[21/07/2009] News
FIRENZE. Cavalli, cavalli, cavalli a perdita d'occhio. Cavalli liberi, in semi-libertà, d'allevamento. E poi fenicotteri a migliaia, aironi di tutte le specie, cicogne, cavalieri d'Italia, gabbiani corallini, anatridi, cigni, specie predatrici... la Camargue, parco regionale dal 1970, è tra i più importanti dei 45 parchi regionali francesi, ed è una delle zone di conservazione biologica più significative del continente, a causa dell'alto numero di specie ivi nidificanti e della complessità ed eterogeneità dei biotopi locali.
Dal punto di vista naturalistico, la ricchezza del luogo è dovuta ad un felice mix tra diversi fattori: si tratta infatti di una zona prevalentemente umida, situata tra i due bracci principali del delta che il Rodano forma alla sua confluenza nel Mediterraneo, che a causa della costante presenza di alluvioni è stata sempre quasi deserta, fin dall'epoca romana (su 86.000 ha di parco i residenti - dato 1990 - sono 7200). Una zona dove la linea di costa, e la stessa separazione tra terra e acqua, è quasi impalpabile e muta con le stagioni. Un'area situata lungo le rotte di migrazione Africa-Europa (è questo per esempio il percorso dei fenicotteri) e lungo quelle tra Europa del nord e Mediterraneo, come nel caso dei cigni.
Per tutti i motivi sopra esposti, l'area è un vero "rifugio" di specie animali, prevalentemente avicole, di cui molte (come il già citato gabbiano corallino) si stanno allontanando dallo status di "specie in pericolo" proprio per le misure conservative attuate in loco.
La presenza antropica, come detto molto limitata, si è per secoli orientata su attività come la caccia, l'allevamento, la coltivazione del riso, la produzione di sale. Anche se in misura minore rispetto ad altre zone, sono quindi sorti dei problemi in fase di assestamento del parco, derivanti dal disaccordo dei cacciatori e dei latifondisti proprietari dei terreni alle politiche di protezione. Per ovviare a ciò, il parco è stato gestito dal 1970 al 2001 da una fondazione privata. Il caso è pressoché unico in Francia dove, si legge sul sito ufficiale del parco, «la quasi totalità dei parchi naturali regionali è invece affidata ad altri organismi detti "syndicats mixtes», cioè consorzi di amministrazioni locali e regionali.

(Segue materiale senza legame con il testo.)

// Copyright (c) 2025 Dimitris Kafetzis
//
// Licensed under the MIT License.
// See LICENSE file in the project root for full license information.
//
// SPDX-License-Identifier: MIT

//! End-to-end adapter behaviour against scripted and reference compilers.

use compiler_adapter::{AdapterError, CompilerAdapter};
use npu_common::{
    ArgumentMetadata, ElementType, Model, NetworkMetadata, NpuConfig, Operation, ProfilingEntry,
    Shape,
};
use npu_compiler::{
    CompiledArtifact, CompilerError, CompilerResult, CompilerService, ReferenceCompiler,
    StageKind, SupportedOps,
};
use npu_driver::sim::SimDriver;
use npu_driver::{DeviceAddress, Driver};
use npu_graph::GraphError;
use std::sync::{Arc, Mutex};

fn model() -> Model {
    let mut model = Model::new("net");
    model.inputs.push(ArgumentMetadata::input(
        "x",
        ElementType::U8,
        Shape::new(vec![1, 16]),
    ));
    model.outputs.push(ArgumentMetadata::output(
        "y",
        ElementType::U8,
        Shape::new(vec![1, 16]),
    ));
    model.operations.push(Operation {
        name: "add".into(),
        op_type: "Add".into(),
    });
    model
}

fn config(version: u32) -> NpuConfig {
    NpuConfig {
        separate_weights_version: version,
        ..NpuConfig::default()
    }
}

/// Replays a fixed list of stage names. Names containing `broken` come
/// with a blob the device rejects.
#[derive(Debug)]
struct ScriptedCompiler {
    names: Vec<String>,
    template: CompiledArtifact,
    cursor: Mutex<usize>,
    saw_rewritten_model: Mutex<bool>,
}

impl ScriptedCompiler {
    fn new(names: &[&str]) -> Self {
        let template = ReferenceCompiler::new()
            .compile(&model(), &NpuConfig::default())
            .unwrap();
        Self {
            names: names.iter().map(|n| n.to_string()).collect(),
            template,
            cursor: Mutex::new(0),
            saw_rewritten_model: Mutex::new(false),
        }
    }

    fn artifact(&self, name: &str) -> CompiledArtifact {
        let blob = if name.contains("broken") {
            b"not a loadable graph".to_vec()
        } else {
            self.template.compiled_binary.clone()
        };
        CompiledArtifact::new(
            blob,
            NetworkMetadata {
                name: name.to_string(),
                ..self.template.metadata.clone()
            },
        )
    }
}

impl CompilerService for ScriptedCompiler {
    fn get_version(&self) -> u32 {
        7
    }

    fn compile(&self, model: &Model, _config: &NpuConfig) -> CompilerResult<CompiledArtifact> {
        let name = self.names.last().ok_or_else(|| CompilerError::Compilation {
            model: model.name.clone(),
            detail: "nothing scripted".into(),
        })?;
        Ok(self.artifact(name))
    }

    fn compile_ws_v1(
        &self,
        _model: &Model,
        _config: &NpuConfig,
    ) -> CompilerResult<Vec<CompiledArtifact>> {
        Ok(self.names.iter().map(|n| self.artifact(n)).collect())
    }

    fn compile_ws_v2(
        &self,
        _model: &Model,
        _config: &NpuConfig,
    ) -> CompilerResult<Option<CompiledArtifact>> {
        let mut cursor = self.cursor.lock().unwrap();
        let next = self.names.get(*cursor).map(|n| self.artifact(n));
        *cursor += 1;
        Ok(next)
    }

    fn compile_ws_v3(
        &self,
        model: &mut Model,
        _config: &NpuConfig,
        stage: usize,
    ) -> CompilerResult<Option<CompiledArtifact>> {
        if model.rt_info.contains_key("rewritten") {
            *self.saw_rewritten_model.lock().unwrap() = true;
        }
        model.rt_info.insert("rewritten".into(), stage.to_string());
        Ok(self.names.get(stage).map(|n| self.artifact(n)))
    }

    fn parse(&self, _blob: &[u8], _config: &NpuConfig) -> CompilerResult<NetworkMetadata> {
        Ok(self.template.metadata.clone())
    }

    fn query(&self, _model: &Model, _config: &NpuConfig) -> CompilerResult<SupportedOps> {
        Ok(SupportedOps::new())
    }

    fn process_profiling_output(
        &self,
        _raw: &[u8],
        _blob: &[u8],
        _config: &NpuConfig,
    ) -> CompilerResult<Vec<ProfilingEntry>> {
        Ok(Vec::new())
    }
}

fn adapter(compiler: impl CompilerService + 'static) -> CompilerAdapter {
    let _ = tracing_subscriber::fmt().with_test_writer().try_init();
    let driver: Arc<dyn Driver> = Arc::new(SimDriver::new());
    CompilerAdapter::new(Arc::new(compiler), Some(driver))
}

#[test]
fn test_v1_returns_every_stage_with_main_last() {
    let adapter = adapter(ScriptedCompiler::new(&["init_a", "init_b", "main"]));
    let graphs = adapter
        .compile_weight_separated(&model(), &config(1))
        .unwrap();
    assert_eq!(graphs.len(), 3);
    let last = graphs.last().unwrap();
    assert_eq!(StageKind::classify(&last.metadata().name), StageKind::Main);
    assert!(graphs.iter().all(|g| !g.is_export_only()));
}

#[test]
fn test_v1_rejects_sequence_not_ending_in_main() {
    let adapter = adapter(ScriptedCompiler::new(&["init_a", "main", "init_b"]));
    let err = adapter
        .compile_weight_separated(&model(), &config(1))
        .unwrap_err();
    match err {
        AdapterError::UnexpectedArtifactName { name, .. } => assert_eq!(name, "init_b"),
        other => panic!("unexpected error: {other}"),
    }
}

#[test]
fn test_v2_returns_first_init_and_main() {
    let adapter = adapter(ScriptedCompiler::new(&["init_0", "init_1", "init_2", "main"]));
    let graphs = adapter
        .compile_weight_separated(&model(), &config(2))
        .unwrap();
    assert_eq!(graphs.len(), 2);
    assert_eq!(graphs[0].metadata().name, "init_0");
    assert_eq!(graphs[1].metadata().name, "main");
}

#[test]
fn test_v2_stages_keep_every_init() {
    let adapter = adapter(ScriptedCompiler::new(&["init_0", "init_1", "init_2", "main"]));
    let stages = adapter
        .compile_weight_separated_stages(&model(), &config(2))
        .unwrap();
    let names: Vec<_> = stages.init.iter().map(|g| g.metadata().name.clone()).collect();
    assert_eq!(names, vec!["init_0", "init_1", "init_2"]);
    assert_eq!(stages.main.metadata().name, "main");
}

#[test]
fn test_v2_rejects_unexpected_name() {
    let adapter = adapter(ScriptedCompiler::new(&["init_0", "weights", "main"]));
    assert!(matches!(
        adapter.compile_weight_separated(&model(), &config(2)),
        Err(AdapterError::UnexpectedArtifactName { .. })
    ));
}

#[test]
fn test_v2_without_main_stage() {
    let adapter = adapter(ScriptedCompiler::new(&["init_0", "init_1"]));
    assert!(matches!(
        adapter.compile_weight_separated(&model(), &config(2)),
        Err(AdapterError::MissingMainStage)
    ));
}

#[test]
fn test_v2_without_init_stage() {
    let adapter = adapter(ScriptedCompiler::new(&["main"]));
    assert!(matches!(
        adapter.compile_weight_separated(&model(), &config(2)),
        Err(AdapterError::MissingInitStage)
    ));
    // The full-sequence variant accepts a main stage on its own.
    let adapter = adapter_with_reference(0);
    let stages = adapter
        .compile_weight_separated_stages(&model(), &config(2))
        .unwrap();
    assert!(stages.init.is_empty());
}

#[test]
fn test_v3_uses_pristine_model_for_each_init() {
    let compiler = Arc::new(ScriptedCompiler::new(&["init_0", "init_1", "main"]));
    let driver: Arc<dyn Driver> = Arc::new(SimDriver::new());
    let adapter = CompilerAdapter::new(compiler.clone(), Some(driver));

    let graphs = adapter
        .compile_weight_separated(&model(), &config(3))
        .unwrap();
    assert_eq!(graphs.len(), 2);
    assert_eq!(graphs[1].metadata().name, "main");
    assert!(!*compiler.saw_rewritten_model.lock().unwrap());
}

#[test]
fn test_invalid_separate_weights_version() {
    let adapter = adapter(ScriptedCompiler::new(&["main"]));
    for version in [0, 4, 42] {
        assert!(matches!(
            adapter.compile_weight_separated(&model(), &config(version)),
            Err(AdapterError::InvalidSeparateWeightsVersion(v)) if v == version
        ));
    }
}

#[test]
fn test_handle_failure_leaves_graph_export_only() {
    let adapter = adapter(ScriptedCompiler::new(&["broken_net"]));
    let graph = adapter.compile(&model(), &NpuConfig::default()).unwrap();
    assert!(graph.is_export_only());

    let err = graph
        .set_argument_value(0, DeviceAddress(0x1000))
        .unwrap_err();
    assert!(matches!(err, GraphError::Config(_)));

    let mut out = Vec::new();
    assert_eq!(graph.export_blob(&mut out), graph.blob().len());
}

#[test]
fn test_handle_failure_is_per_artifact() {
    let adapter = adapter(ScriptedCompiler::new(&["init_broken", "init_ok", "main"]));
    let graphs = adapter
        .compile_weight_separated(&model(), &config(1))
        .unwrap();
    let export_only: Vec<bool> = graphs.iter().map(|g| g.is_export_only()).collect();
    assert_eq!(export_only, vec![true, false, false]);
}

#[test]
fn test_compile_failure_propagates() {
    let adapter = adapter(ScriptedCompiler::new(&[]));
    assert!(matches!(
        adapter.compile(&model(), &NpuConfig::default()),
        Err(AdapterError::Compiler(CompilerError::Compilation { .. }))
    ));
}

#[test]
fn test_without_driver_everything_is_export_only() {
    let adapter = CompilerAdapter::new(Arc::new(ReferenceCompiler::new()), None);
    let graph = adapter.compile(&model(), &NpuConfig::default()).unwrap();
    assert!(graph.is_export_only());
    let graph = adapter
        .parse(graph.blob().to_vec(), &NpuConfig::default())
        .unwrap();
    assert!(graph.is_export_only());
}

fn adapter_with_reference(init_stages: usize) -> CompilerAdapter {
    adapter(ReferenceCompiler::new().with_init_stages(init_stages))
}

#[test]
fn test_export_then_parse_reproduces_graph() {
    let adapter = adapter_with_reference(1);
    let config = NpuConfig::default();
    let original = adapter.compile(&model(), &config).unwrap();

    let mut exported = Vec::new();
    let written = original.export_blob(&mut exported);
    assert_eq!(written, exported.len());

    let parsed = adapter.parse(exported, &config).unwrap();
    assert_eq!(parsed.blob(), original.blob());
    assert_eq!(parsed.metadata(), original.metadata());
    assert_eq!(parsed.input_descriptors(), original.input_descriptors());
    assert_eq!(parsed.output_descriptors(), original.output_descriptors());
}

#[test]
fn test_parse_of_foreign_blob_fails() {
    let adapter = adapter_with_reference(1);
    assert!(adapter
        .parse(b"junk".to_vec(), &NpuConfig::default())
        .is_err());
}

#[test]
fn test_reference_compiler_across_versions() {
    let adapter = adapter_with_reference(2);
    let expected = [(1, 3), (2, 2), (3, 2)];
    for (version, count) in expected {
        let graphs = adapter
            .compile_weight_separated(&model(), &config(version))
            .unwrap();
        assert_eq!(graphs.len(), count, "version {version}");
        assert_eq!(graphs.last().unwrap().metadata().name, "main_net");
    }
}

#[test]
fn test_query_and_version_pass_through() {
    let adapter = adapter_with_reference(1);
    let supported = adapter.query(&model(), &NpuConfig::default()).unwrap();
    assert_eq!(supported.get("add").map(String::as_str), Some("NPU"));
    assert_eq!(adapter.get_version(), ReferenceCompiler::VERSION);
}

Dal 2002, comunque, la gestione dell'area è affidata ad un "Groupement d'Intérêt public", cioè da un consorzio misto.
In generale, occorre chiarire che, anche se si tratta di uno dei luoghi più verdi e affascinanti d'Europa, la Camargue non può definirsi un vero e proprio esempio di "Green economy". O meglio, l'assestamento delle attività produttive è localmente molto ben congegnato (ad esempio, non esiste struttura ricettiva che non sia dotata di cavalli da sella per i gitanti, di biciclette a noleggio, eccetera, mentre spesso nelle aree protette italiane le strutture ricettive e quelle per le attrezzature sono fisicamente separate), ma la struttura del territorio è tale che il modello-Camargue non è replicabile in contesti di minore valore naturale. Ciò significa che gli introiti turistici sono elevati a causa della notorietà e dell'oggettiva bellezza del luogo, non tanto per l'efficienza delle politiche di assestamento.
Per intenderci: la Camargue è luogo "di conservazione", più che "di sostenibilità". E ogni introito derivante dal turismo (i gestori, per l'anno 2003, calcolano un bilancio di 3.800.000 euro) è da considerarsi un valore aggiunto di notevole utilità per una migliore gestione del parco, ma la fragilità degli ecosistemi locali è tale che non sembrano sussistere grandi prospettive di incremento dell'autosufficienza economica dell'area. Anche la messa in opera di infrastrutture per energie rinnovabili, come ad esempio gli impianti eolici di media altezza presenti nella vicina Provenza, deve necessariamente sottostare a forti limitazioni, a causa della densità delle popolazioni avicole e della fragilità di alcune di esse. Migliori prospettive sembrano invece possibili per lo sviluppo dell'energia solare fotovoltaica e termica.
Un'area protetta, quindi, di "vecchio stampo", e che, molto probabilmente, tale resterà in futuro, senza mai poter raggiungere una vera autosufficienza economica e/o energetica. Ma a volte, per difendere il paradiso (e soprattutto, per declinare quella conservazione biologica che, assieme allo sviluppo eco-compatibile del sistema produttivo, costituisce ramo portante della sostenibilità) occorre anche mettere mano al portafoglio.